EXERCISE INSTRUCTIONS: Reproduce every line in the listing that contains the word "start".

- Opening Delimiter -

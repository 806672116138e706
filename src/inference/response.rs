//! Chat completion response parsing.
//!
//! Accepts `choices[0].message` carrying either `tool_calls` or `content`.
//! Anything else (no choices, neither field, undecodable JSON) is a
//! `MalformedResponse`, which the caller treats as retriable.

use serde::Deserialize;
use uuid::Uuid;

use super::errors::InferenceError;
use super::types::{ModelReply, ToolCall};

#[derive(Deserialize)]
struct CompletionResponse {
    #[serde(default)]
    choices: Vec<CompletionChoice>,
}

#[derive(Deserialize)]
struct CompletionChoice {
    message: Option<CompletionMessage>,
}

#[derive(Deserialize)]
struct CompletionMessage {
    content: Option<String>,
    #[serde(default)]
    tool_calls: Option<Vec<CompletionToolCall>>,
}

#[derive(Deserialize)]
struct CompletionToolCall {
    id: Option<String>,
    function: CompletionFunction,
}

#[derive(Deserialize)]
struct CompletionFunction {
    name: String,
    #[serde(default)]
    arguments: Option<String>,
}

/// Parse a non-streaming chat completion body into a [`ModelReply`].
///
/// Tool calls win over content when both are present. Missing call ids are
/// replaced with a generated `call_<uuid>`; missing arguments become `{}`.
pub fn parse_completion_response(body: &str) -> Result<ModelReply, InferenceError> {
    let resp: CompletionResponse =
        serde_json::from_str(body).map_err(|e| InferenceError::MalformedResponse {
            reason: format!("invalid JSON body: {e}"),
        })?;

    let message = resp
        .choices
        .into_iter()
        .next()
        .ok_or(InferenceError::MalformedResponse {
            reason: "empty choices array".into(),
        })?
        .message
        .ok_or(InferenceError::MalformedResponse {
            reason: "choice has no message".into(),
        })?;

    if let Some(calls) = message.tool_calls.filter(|c| !c.is_empty()) {
        let calls = calls
            .into_iter()
            .map(|tc| ToolCall {
                id: tc
                    .id
                    .filter(|id| !id.is_empty())
                    .unwrap_or_else(|| format!("call_{}", Uuid::new_v4())),
                name: tc.function.name,
                arguments: tc
                    .function
                    .arguments
                    .filter(|a| !a.trim().is_empty())
                    .unwrap_or_else(|| "{}".to_string()),
            })
            .collect();
        return Ok(ModelReply::ToolCalls(calls));
    }

    match message.content {
        Some(text) => Ok(ModelReply::Answer(text)),
        None => Err(InferenceError::MalformedResponse {
            reason: "message has neither content nor tool_calls".into(),
        }),
    }
}

// ─── Tests ───────────────────────────────────────────────────────────────────
//! Tool Registry — the two capabilities the model can invoke.
//!
//! - `search_website_urls(query, limit = 5)`: relevance search over the URL index
//! - `fetch_webpage_content(urls)`: fetch up to 3 pages and return their text
//!
//! Arguments arrive as raw JSON strings and are decoded into a typed
//! [`ToolInvocation`] at the dispatch boundary. Unknown names and undecodable
//! arguments are `ToolError`s; failures while running a decoded invocation are
//! returned as an `{"error": ...}` payload so the conversation can continue.

use std::sync::Arc;

use serde::Deserialize;
use serde_json::Value;

use super::errors::ToolError;
use crate::inference::types::{ToolCall, ToolDefinition};
use crate::site::fetcher::DEFAULT_MAX_CONCURRENT;
use crate::site::{ContentFetcher, UrlIndex};

// ─── Constants ───────────────────────────────────────────────────────────────

pub const SEARCH_TOOL_NAME: &str = "search_website_urls";
pub const FETCH_TOOL_NAME: &str = "fetch_webpage_content";

/// Results returned by a search when the model omits `limit`.
pub const DEFAULT_SEARCH_LIMIT: usize = 5;

/// URLs beyond this many in one fetch call are dropped.
pub const MAX_FETCH_URLS: usize = 3;

// ─── ToolInvocation ──────────────────────────────────────────────────────────

/// A decoded, validated tool call.
#[derive(Debug, Clone, PartialEq, Eq)]
pub enum ToolInvocation {
    SearchWebsiteUrls { query: String, limit: usize },
    FetchWebpageContent { urls: Vec<String> },
}

#[derive(Deserialize)]
struct SearchArgs {
    query: String,
    #[serde(default)]
    limit: Option<usize>,
}

#[derive(Deserialize)]
struct FetchArgs {
    urls: Vec<String>,
}

impl ToolInvocation {
    /// Decode a tool name plus raw JSON arguments.
    pub fn decode(name: &str, arguments: &str) -> Result<Self, ToolError> {
        let invalid = |e: serde_json::Error| ToolError::InvalidArguments {
            tool: name.to_string(),
            reason: e.to_string(),
        };

        match name {
            SEARCH_TOOL_NAME => {
                let args: SearchArgs = serde_json::from_str(arguments).map_err(invalid)?;
                Ok(ToolInvocation::SearchWebsiteUrls {
                    query: args.query,
                    limit: args.limit.unwrap_or(DEFAULT_SEARCH_LIMIT),
                })
            }
            FETCH_TOOL_NAME => {
                let args: FetchArgs = serde_json::from_str(arguments).map_err(invalid)?;
                let mut urls = args.urls;
                urls.truncate(MAX_FETCH_URLS);
                Ok(ToolInvocation::FetchWebpageContent { urls })
            }
            other => Err(ToolError::UnknownTool {
                name: other.to_string(),
            }),
        }
    }

    pub fn tool_name(&self) -> &'static str {
        match self {
            ToolInvocation::SearchWebsiteUrls { .. } => SEARCH_TOOL_NAME,
            ToolInvocation::FetchWebpageContent { .. } => FETCH_TOOL_NAME,
        }
    }
}

// ─── ToolRegistry ────────────────────────────────────────────────────────────

/// Declares the tools and executes invocations against the site layer.
pub struct ToolRegistry {
    index: Arc<UrlIndex>,
    fetcher: Arc<ContentFetcher>,
}

impl ToolRegistry {
    pub fn new(index: Arc<UrlIndex>, fetcher: Arc<ContentFetcher>) -> Self {
        Self { index, fetcher }
    }

    pub fn index(&self) -> &UrlIndex {
        &self.index
    }

    /// Schemas sent to the model with every request.
    pub fn definitions(&self) -> Vec<ToolDefinition> {
        vec![
            ToolDefinition::function(
                SEARCH_TOOL_NAME,
                "Search the website's known URLs for pages relevant to the user's \
                    question. Returns URLs with title, category and a relevance score. \
                    Call this first, then fetch the most relevant pages.",
                serde_json::json!({
                    "type": "object",
                    "properties": {
                        "query": {
                            "type": "string",
                            "description": "Search terms, e.g. \"wordpress hosting pricing\""
                        },
                        "limit": {
                            "type": "integer",
                            "description": "Maximum number of results (default 5)",
                            "default": DEFAULT_SEARCH_LIMIT
                        }
                    },
                    "required": ["query"]
                }),
            ),
            ToolDefinition::function(
                FETCH_TOOL_NAME,
                "Fetch pages from the website and return their title, description \
                    and main text content. At most 3 URLs are fetched per call.",
                serde_json::json!({
                    "type": "object",
                    "properties": {
                        "urls": {
                            "type": "array",
                            "items": { "type": "string" },
                            "description": "Full page URLs, usually taken from search results"
                        }
                    },
                    "required": ["urls"]
                }),
            ),
        ]
    }

    /// Decode and execute one model tool call.
    ///
    /// Returns `Err` for unknown tools and undecodable arguments. Execution
    /// failures come back as `Ok({"error": ...})`.
    pub async fn dispatch(&self, call: &ToolCall) -> Result<Value, ToolError> {
        let invocation = ToolInvocation::decode(&call.name, &call.arguments)?;
        let tool = invocation.tool_name();
        let start = std::time::Instant::now();

        let payload = match self.execute(invocation).await {
            Ok(value) => value,
            Err(e) => {
                tracing::warn!(tool, error = %e, "tool execution failed");
                e.to_payload()
            }
        };

        tracing::info!(
            tool,
            call_id = %call.id,
            elapsed_ms = start.elapsed().as_millis() as u64,
            "tool dispatched"
        );
        Ok(payload)
    }

    async fn execute(&self, invocation: ToolInvocation) -> Result<Value, ToolError> {
        let tool = invocation.tool_name();
        let serialized = match invocation {
            ToolInvocation::SearchWebsiteUrls { query, limit } => {
                let results = self.index.search(&query, limit);
                tracing::debug!(query = %query, limit, results = results.len(), "search tool");
                serde_json::to_value(results)
            }
            ToolInvocation::FetchWebpageContent { urls } => {
                let outcomes = self.fetcher.fetch_many(&urls, DEFAULT_MAX_CONCURRENT).await;
                serde_json::to_value(outcomes)
            }
        };

        serialized.map_err(|e| ToolError::ExecutionFailed {
            tool: tool.to_string(),
            reason: e.to_string(),
        })
    }
}

// ─── Tests ───────────────────────────────────────────────────────────────────
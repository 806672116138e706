//! Shared types for the inference client.
//!
//! These mirror the OpenAI Chat Completions API types, used for both
//! request building and response parsing.

use serde::{Deserialize, Serialize};

// ─── Request Types ───────────────────────────────────────────────────────────

/// A single message in the conversation.
///
/// - `content` serializes as `""` rather than `null` for assistant messages
///   that only carry tool calls.
/// - `tool_call_id` and `tool_calls` are skipped when `None`.
#[derive(Debug, Clone, PartialEq, Serialize, Deserialize)]
pub struct ChatMessage {
    pub role: Role,
    #[serde(serialize_with = "serialize_content")]
    pub content: Option<String>,
    /// Tool results reference the invocation they answer.
    #[serde(skip_serializing_if = "Option::is_none")]
    pub tool_call_id: Option<String>,
    /// Assistant messages may request tool invocations.
    #[serde(skip_serializing_if = "Option::is_none")]
    pub tool_calls: Option<Vec<ToolCallResponse>>,
}

impl ChatMessage {
    pub fn system(content: impl Into<String>) -> Self {
        Self::text(Role::System, content)
    }

    pub fn user(content: impl Into<String>) -> Self {
        Self::text(Role::User, content)
    }

    pub fn assistant(content: impl Into<String>) -> Self {
        Self::text(Role::Assistant, content)
    }

    /// Assistant message that requests the given tool invocations.
    pub fn assistant_tool_calls(calls: &[ToolCall]) -> Self {
        Self {
            role: Role::Assistant,
            content: None,
            tool_call_id: None,
            tool_calls: Some(calls.iter().map(ToolCallResponse::from).collect()),
        }
    }

    /// Tool result correlated with the invocation `tool_call_id`.
    pub fn tool_result(tool_call_id: impl Into<String>, content: impl Into<String>) -> Self {
        Self {
            role: Role::Tool,
            content: Some(content.into()),
            tool_call_id: Some(tool_call_id.into()),
            tool_calls: None,
        }
    }

    fn text(role: Role, content: impl Into<String>) -> Self {
        Self {
            role,
            content: Some(content.into()),
            tool_call_id: None,
            tool_calls: None,
        }
    }
}

fn serialize_content<S>(value: &Option<String>, serializer: S) -> Result<S::Ok, S::Error>
where
    S: serde::Serializer,
{
    match value {
        Some(s) => serializer.serialize_str(s),
        None => serializer.serialize_str(""),
    }
}

/// Message role.
#[derive(Debug, Clone, Copy, PartialEq, Eq, Serialize, Deserialize)]
#[serde(rename_all = "lowercase")]
pub enum Role {
    System,
    User,
    Assistant,
    Tool,
}

/// Tool definition sent in the request.
#[derive(Debug, Clone, Serialize, Deserialize)]
pub struct ToolDefinition {
    pub r#type: String,
    pub function: FunctionDefinition,
}

impl ToolDefinition {
    pub fn function(
        name: impl Into<String>,
        description: impl Into<String>,
        parameters: serde_json::Value,
    ) -> Self {
        Self {
            r#type: "function".to_string(),
            function: FunctionDefinition {
                name: name.into(),
                description: description.into(),
                parameters,
            },
        }
    }
}

/// Function definition within a tool.
#[derive(Debug, Clone, Serialize, Deserialize)]
pub struct FunctionDefinition {
    pub name: String,
    pub description: String,
    pub parameters: serde_json::Value,
}

/// Request body for `POST /chat/completions`.
#[derive(Debug, Clone, Serialize)]
pub struct ChatCompletionRequest {
    pub model: String,
    pub messages: Vec<ChatMessage>,
    #[serde(skip_serializing_if = "Option::is_none")]
    pub tools: Option<Vec<ToolDefinition>>,
    #[serde(skip_serializing_if = "Option::is_none")]
    pub tool_choice: Option<String>,
    pub temperature: f32,
    pub max_tokens: u32,
}

// ─── Response Types ──────────────────────────────────────────────────────────

/// A tool invocation requested by the model.
///
/// `arguments` stays the raw JSON string the model produced; it is decoded
/// into typed arguments at the dispatch boundary.
#[derive(Debug, Clone, PartialEq, Eq, Serialize, Deserialize)]
pub struct ToolCall {
    /// Correlation id (generated if the model doesn't provide one).
    pub id: String,
    pub name: String,
    pub arguments: String,
}

/// Tool call as carried in OpenAI-format assistant messages.
#[derive(Debug, Clone, PartialEq, Eq, Serialize, Deserialize)]
pub struct ToolCallResponse {
    pub id: String,
    pub r#type: String,
    pub function: FunctionCallResponse,
}

impl From<&ToolCall> for ToolCallResponse {
    fn from(call: &ToolCall) -> Self {
        Self {
            id: call.id.clone(),
            r#type: "function".to_string(),
            function: FunctionCallResponse {
                name: call.name.clone(),
                arguments: call.arguments.clone(),
            },
        }
    }
}

/// Function call details in a response.
#[derive(Debug, Clone, PartialEq, Eq, Serialize, Deserialize)]
pub struct FunctionCallResponse {
    pub name: String,
    pub arguments: String,
}

/// What one model call produced.
#[derive(Debug, Clone, PartialEq, Eq)]
pub enum ModelReply {
    /// Final answer text.
    Answer(String),
    /// One or more tool invocations, in the order the model listed them.
    ToolCalls(Vec<ToolCall>),
}

// ─── Tests ───────────────────────────────────────────────────────────────────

- Closing Delimiter -

TASK RESPONSE:
        let start = std::time::Instant::now();
            elapsed_ms = start.elapsed().as_millis() as u64,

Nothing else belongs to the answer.